▶ WHAT IS EXPECTED
What appears in the data must be reproduced exactly.

------ DATA SUPPLIED ------

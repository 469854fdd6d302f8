//! Entity id allocation with generation tags.

use barrage_core::types::EntityId;

/// Hands out entity ids, recycling freed indices under a new generation.
#[derive(Debug)]
pub struct EntityAllocator {
    generations: Vec<u32>,
    free_indices: Vec<u32>,
    next_index: u32,
}

impl EntityAllocator {
    pub fn new() -> Self {
        Self {
            generations: Vec::new(),
            free_indices: Vec::new(),
            next_index: 0,
        }
    }

    pub fn allocate(&mut self) -> EntityId {
        if let Some(index) = self.free_indices.pop() {
            let generation = self.generations[index as usize];
            EntityId::new(index, generation)
        } else {
            let index = self.next_index;
            self.next_index += 1;
            self.generations.push(0);
            EntityId::new(index, 0)
        }
    }

    /// Free `id`. Stale ids are ignored.
    pub fn deallocate(&mut self, id: EntityId) -> bool {
        if !self.is_alive(id) {
            return false;
        }
        let slot = &mut self.generations[id.index as usize];
        *slot = slot.wrapping_add(1);
        self.free_indices.push(id.index);
        true
    }

    pub fn is_alive(&self, id: EntityId) -> bool {
        self.generations
            .get(id.index as usize)
            .is_some_and(|&g| g == id.generation)
    }

    /// Current generation of an index, used to rebuild ids from table slots.
    pub fn generation_of(&self, index: u32) -> Option<u32> {
        self.generations.get(index as usize).copied()
    }
}

impl Default for EntityAllocator {
    fn default() -> Self {
        Self::new()
    }
}

#[cfg(test)]
mod tests {
    use super::*;

    #[test]
    fn allocate_and_deallocate() {
        let mut alloc = EntityAllocator::new();
        let e0 = alloc.allocate();
        assert_eq!(e0, EntityId::new(0, 0));
        assert!(alloc.is_alive(e0));

        assert!(alloc.deallocate(e0));
        assert!(!alloc.is_alive(e0));

        let reused = alloc.allocate();
        assert_eq!(reused, EntityId::new(0, 1));
        assert!(alloc.is_alive(reused));
        assert!(!alloc.is_alive(e0));
    }

    #[test]
    fn stale_deallocate_is_ignored() {
        let mut alloc = EntityAllocator::new();
        let e0 = alloc.allocate();
        alloc.deallocate(e0);
        let reused = alloc.allocate();
        assert!(!alloc.deallocate(e0));
        assert!(alloc.is_alive(reused));
    }

    #[test]
    fn generation_bumps_on_free() {
        let mut alloc = EntityAllocator::new();
        let e0 = alloc.allocate();
        alloc.deallocate(e0);
        assert_eq!(alloc.generation_of(0), Some(1));
        assert_eq!(alloc.generation_of(5), None);
    }

    #[test]
    fn sequential_allocation() {
        let mut alloc = EntityAllocator::new();
        let ids: Vec<u32> = (0..3).map(|_| alloc.allocate().index).collect();
        assert_eq!(ids, vec![0, 1, 2]);
    }
}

------

▶ TASK RESPONSE
repository 469854fdd6d302f8
//! Entity id allocation with generation tags.

use barrage_core::types::EntityId;

/// Hands out entity ids, recycling freed indices under a new generation.
#[derive(Debug)]
pub struct EntityAllocator {
    generations: Vec<u32>,
    free_indices: Vec<u32>,
    next_index: u32,
}

impl EntityAllocator {
    pub fn new() -> Self {
        Self {
            generations: Vec::new(),
            free_indices: Vec::new(),
            next_index: 0,
        }
    }

    pub fn allocate(&mut self) -> EntityId {
        if let Some(index) = self.free_indices.pop() {
            let generation = self.generations[index as usize];
            EntityId::new(index, generation)
        } else {
            let index = self.next_index;
            self.next_index += 1;
            self.generations.push(0);
            EntityId::new(index, 0)
        }
    }

    /// Free `id`. Stale ids are ignored.
    pub fn deallocate(&mut self, id: EntityId) -> bool {
        if !self.is_alive(id) {
            return false;
        }
        let slot = &mut self.generations[id.index as usize];
        *slot = slot.wrapping_add(1);
        self.free_indices.push(id.index);
        true
    }

    pub fn is_alive(&self, id: EntityId) -> bool {
        self.generations
            .get(id.index as usize)
            .is_some_and(|&g| g == id.generation)
    }

    /// Current generation of an index, used to rebuild ids from table slots.
    pub fn generation_of(&self, index: u32) -> Option<u32> {
        self.generations.get(index as usize).copied()
    }
}

impl Default for EntityAllocator {
    fn default() -> Self {
        Self::new()
    }
}

#[cfg(test)]
mod tests {
    use super::*;

    #[test]
    fn allocate_and_deallocate() {
        let mut alloc = EntityAllocator::new();
        let e0 = alloc.allocate();
        assert_eq!(e0, EntityId::new(0, 0));
        assert!(alloc.is_alive(e0));

        assert!(alloc.deallocate(e0));
        assert!(!alloc.is_alive(e0));

        let reused = alloc.allocate();
        assert_eq!(reused, EntityId::new(0, 1));
        assert!(alloc.is_alive(reused));
        assert!(!alloc.is_alive(e0));
    }

    #[test]
    fn stale_deallocate_is_ignored() {
        let mut alloc = EntityAllocator::new();
        let e0 = alloc.allocate();
        alloc.deallocate(e0);
        let reused = alloc.allocate();
        assert!(!alloc.deallocate(e0));
        assert!(alloc.is_alive(reused));
    }

    #[test]
    fn generation_bumps_on_free() {
        let mut alloc = EntityAllocator::new();
        let e0 = alloc.allocate();
        alloc.deallocate(e0);
        assert_eq!(alloc.generation_of(0), Some(1));
        assert_eq!(alloc.generation_of(5), None);
    }

    #[test]
    fn sequential_allocation() {
        let mut alloc = EntityAllocator::new();
        let ids: Vec<u32> = (0..3).map(|_| alloc.allocate().index).collect();
        assert_eq!(ids, vec![0, 1, 2]);
    }
}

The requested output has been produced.